Divergent Trends of Black and Brown Carbon Driven by Anthropogenic Emissions and Open Biomass Burning Across Asia
Abstract. Black carbon (BC) and brown carbon (BrC) are the dominant light-absorbing carbonaceous aerosols (LACs) and contribute substantially to regional climate warming. Across Asia, heterogeneous changes in anthropogenic and open biomass burning (OBB) emissions driven by clean air policies and climate variability are reshaping LAC composition, yet how these changes alter the relative abundance and radiative roles of BC and BrC remains poorly understood. Here, using the chemical transport model GEOS-Chem combined with machine-learning attribution, we quantify the responses of BC and BrC to concurrent emission changes across East, South, and Southeast Asia during 2012–2019. We identify pronounced spatial heterogeneity in BrC/BC mass ratio trends. East Asia exhibits a significant upward trend, driven by policy-induced suppression of BC-rich anthropogenic sources alongside enhanced BrC-rich OBB from a seasonal shift in crop residue burning under open-fire regulations. In contrast, South and Southeast Asia show declining ratios attributable to residential energy transitions and wildfire variability, respectively. These asymmetric responses propagate into direct radiative forcing (DRF), with the DRFBrC/DRFBC ratio increasing from 34.1% to 41.3% in East Asia while declining elsewhere. Notably, in East and Southeast Asia, OBB amounts to up to half of anthropogenically driven radiative forcing changes. Our results demonstrate that emission mitigation can redistribute rather than proportionally reduce LAC warming, highlighting that future climate benefits will critically depend on the concurrent management of open biomass burning.
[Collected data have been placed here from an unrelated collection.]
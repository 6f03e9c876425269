//! Best-effort variable classification of a sealed automaton.
//!
//! Analyses frequently want a cheap answer to "which variables matter":
//! which names are branched on, which are written, which merely exist. The
//! classification walks every edge payload once at seal time and buckets the
//! variable names it sees. Like the loop overview it is an auxiliary step:
//! failures degrade to "feature absent" instead of aborting the pipeline.

use std::collections::BTreeSet;

use crate::{
    cfa::{
        ast::{CallStatement, Declaration, Expression, Statement},
        edge::EdgeKind,
        store::CfaStore,
    },
    Result,
};

/// Variable names bucketed by how the automaton uses them.
///
/// A name can appear in several buckets; `declared` is the universe the
/// other two draw from, plus any name that only occurs inside expressions
/// (externals the front end did not declare).
#[derive(Debug, Clone, Default)]
pub struct VariableClassification {
    declared: BTreeSet<String>,
    assumed: BTreeSet<String>,
    assigned: BTreeSet<String>,
}

impl VariableClassification {
    /// Returns the declared variable names, including synthetic ones.
    #[must_use]
    pub fn declared(&self) -> &BTreeSet<String> {
        &self.declared
    }

    /// Returns the names appearing in assume conditions; these decide
    /// control flow and are the usual relevance seed for analyses.
    #[must_use]
    pub fn assumed(&self) -> &BTreeSet<String> {
        &self.assumed
    }

    /// Returns the names written by assignments, declarations with
    /// initializers, or call results.
    #[must_use]
    pub fn assigned(&self) -> &BTreeSet<String> {
        &self.assigned
    }

    /// Returns `true` if the name decides control flow somewhere.
    #[must_use]
    pub fn is_assumed(&self, name: &str) -> bool {
        self.assumed.contains(name)
    }

    /// Returns `true` if the name is ever written.
    #[must_use]
    pub fn is_assigned(&self, name: &str) -> bool {
        self.assigned.contains(name)
    }
}

/// Classifies every variable mentioned by the automaton's edge payloads.
///
/// # Errors
///
/// Reserved for stale stores; callers treat any failure as "classification
/// unavailable".
pub fn classify_variables<S: CfaStore>(store: &S) -> Result<VariableClassification> {
    let mut classification = VariableClassification::default();

    for function in store.function_ids() {
        if let Some(signature) = store.function_signature(function) {
            for parameter in &signature.parameters {
                classification.declared.insert(parameter.name.clone());
            }
        }
    }
    for (declaration, _) in store.globals() {
        classification.declared.insert(declaration.name.clone());
    }

    for edge_id in store.edge_ids() {
        let Some(edge) = store.edge(edge_id) else {
            continue;
        };
        match edge.kind() {
            EdgeKind::Blank { .. } | EdgeKind::Return { .. } => {}
            EdgeKind::Assume { expression, .. } => {
                collect_names(expression, &mut classification.assumed);
            }
            EdgeKind::Declaration { declaration } => {
                note_declaration(declaration, &mut classification);
            }
            EdgeKind::Statement { statement } => {
                note_statement(statement, &mut classification);
            }
            EdgeKind::ReturnStatement { .. } => {}
            EdgeKind::Call { call, .. }
            | EdgeKind::Summary { call }
            | EdgeKind::CallSummaryStatement { call, .. } => {
                note_call(call, &mut classification);
            }
        }
    }

    Ok(classification)
}

fn note_declaration(declaration: &Declaration, classification: &mut VariableClassification) {
    classification.declared.insert(declaration.name.clone());
    if declaration.initializer.is_some() {
        classification.assigned.insert(declaration.name.clone());
    }
}

fn note_statement(statement: &Statement, classification: &mut VariableClassification) {
    match statement {
        Statement::Assign { lhs, .. } => {
            collect_names(lhs, &mut classification.assigned);
        }
        Statement::Call(call) => note_call(call, classification),
        Statement::Expression(_) => {}
    }
}

fn note_call(call: &CallStatement, classification: &mut VariableClassification) {
    if let Some(lvalue) = &call.lvalue {
        collect_names(lvalue, &mut classification.assigned);
    }
}

/// Collects every variable name mentioned in an expression.
fn collect_names(expression: &Expression, out: &mut BTreeSet<String>) {
    match expression {
        Expression::Variable { name, .. } => {
            out.insert(name.clone());
        }
        Expression::Unary { operand, .. } => collect_names(operand, out),
        Expression::Binary { lhs, rhs, .. } => {
            collect_names(lhs, out);
            collect_names(rhs, out);
        }
        Expression::IntLiteral { .. }
        | Expression::CharLiteral { .. }
        | Expression::FunctionRef { .. } => {}
    }
}
/// Clones an edge (memoized), materializing its endpoints on demand.
///
/// Interprocedural kinds follow the build mode; all other payloads pass
/// through the substitution.
pub(crate) fn clone_edge<S, Sub>(
    ctx: &mut RebuildContext,
    source: &S,
    dst: &mut CfaBuilder,
    edge_id: EdgeId,
    substitution: &mut Sub,
    mode: RebuildMode,
) -> Result<EdgeId>
where
    S: CfaStore,
    Sub: Substitution + ?Sized,
{
    if let Some(mapped) = ctx.edge_map.get(&edge_id) {
        return Ok(*mapped);
    }
    let edge = source
        .edge(edge_id)
        .ok_or_else(|| inconsistency!("edge {edge_id} does not exist in the source"))?;
    let predecessor = clone_node(ctx, source, dst, edge.predecessor(), substitution)?;
    let successor = clone_node(ctx, source, dst, edge.successor(), substitution)?;

    let mapped = match edge.kind().clone() {
        EdgeKind::Summary { call } => match mode {
            RebuildMode::Supergraph => {
                let kind = substitution.map_edge_kind(edge, EdgeKind::Summary { call });
                dst.add_edge(predecessor, successor, kind, edge.raw(), edge.location().clone())?
            }
            RebuildMode::IndependentFunctions => {
                // Lowered back to the call site the assembler once split
                let kind = substitution.map_edge_kind(
                    edge,
                    EdgeKind::Statement {
                        statement: Statement::Call(call),
                    },
                );
                dst.add_edge(predecessor, successor, kind, edge.raw(), edge.location().clone())?
            }
        },
        EdgeKind::Call { call, summary } => match mode {
            RebuildMode::Supergraph => {
                let summary = match summary {
                    Some(summary_id) => {
                        Some(locate_summary(ctx, source, dst, edge, summary_id, substitution)?)
                    }
                    None => None,
                };
                let kind = substitution.map_edge_kind(edge, EdgeKind::Call { call, summary });
                dst.add_edge(predecessor, successor, kind, edge.raw(), edge.location().clone())?
            }
            RebuildMode::IndependentFunctions => {
                placeholder(ctx, dst, predecessor, successor, edge)?
            }
        },
        EdgeKind::Return { summary } => match mode {
            RebuildMode::Supergraph => {
                let summary = locate_summary(ctx, source, dst, edge, summary, substitution)?;
                let kind = substitution.map_edge_kind(edge, EdgeKind::Return { summary });
                dst.add_edge(predecessor, successor, kind, edge.raw(), edge.location().clone())?
            }
            RebuildMode::IndependentFunctions => {
                placeholder(ctx, dst, predecessor, successor, edge)?
            }
        },
        EdgeKind::CallSummaryStatement { call, callee } => match mode {
            RebuildMode::Supergraph => {
                let kind = substitution
                    .map_edge_kind(edge, EdgeKind::CallSummaryStatement { call, callee });
                dst.add_edge(predecessor, successor, kind, edge.raw(), edge.location().clone())?
            }
            RebuildMode::IndependentFunctions => {
                placeholder(ctx, dst, predecessor, successor, edge)?
            }
        },
        ordinary => {
            let kind = substitution.map_edge_kind(edge, ordinary);
            dst.add_edge(predecessor, successor, kind, edge.raw(), edge.location().clone())?
        }
    };

    ctx.edge_map.insert(edge_id, mapped);
    Ok(mapped)
}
Overall, the methodology is scientifically sound and employs a modern modelling framework. The combination of GEOS-Chem simulations, radiative transfer calculations, and machine-learning-based attribution provides a comprehensive approach for investigating regional changes in BC and BrC. Nevertheless, several aspects of the methodology rely on strong assumptions that require further justification or sensitivity analysis.
The parameterization of BrC is one such example. The estimation of primary BrC emissions depends on several assumptions regarding emission factors, mass absorption coefficients (MAC), and combustion characteristics. In particular, the adopted MAC values are subject to considerable variability in the literature and are known to depend strongly on aerosol source type, atmospheric processing, and measurement location. Given the sensitivity of the simulated BrC concentrations and radiative forcing to these parameters, the uncertainty associated with these assumptions should be discussed more explicitly and, if possible, quantified through sensitivity analyses.
The trend analysis also raises some concerns. The study period spans only approximately seven years, which is relatively short for deriving robust long-term trends, particularly in regions where large interannual variability associated with meteorology and biomass burning is expected. The robustness of the reported trends is therefore uncertain. Furthermore, although STL decomposition is an effective technique for separating seasonal and long-term variability and is useful for visualization, regression performed on the STL-derived trend component can underestimate the true uncertainty because the smoothing procedure reduces short-term variability and introduces serial dependence. A more rigorous statistical assessment of the trends, including confidence intervals and methods that explicitly account for autocorrelation, would strengthen the analysis.
The implementation of the Random Forest–SHAP framework is technically well executed; however, there are important methodological limitations that should be acknowledged. The Random Forest models are trained using GEOS-Chem simulation outputs as the target variables rather than independent observations. Consequently, the SHAP analysis explains the relationships learned from the GEOS-Chem simulations, rather than directly identifying the physical drivers of atmospheric variability. The distinction between explaining the behaviour of the model and demonstrating causal relationships in the real atmosphere should be made clearer throughout the manuscript.
The model evaluation is convincing for East Asia, where multiple long-term BC and OC observational datasets are available and the simulations reproduce both concentrations and temporal variability reasonably well. In contrast, the evaluation is considerably weaker for South Asia and Southeast Asia, where the analysis relies primarily on short-term campaign observations for concentration evaluation and does not validate the simulated long-term regional trends. Since the principal conclusions of the manuscript concern regional trend attribution, the authors should either incorporate long-term observational datasets from South and Southeast Asia or explicitly acknowledge that the regional trends and their attribution in these regions are largely model-derived and therefore subject to greater uncertainty.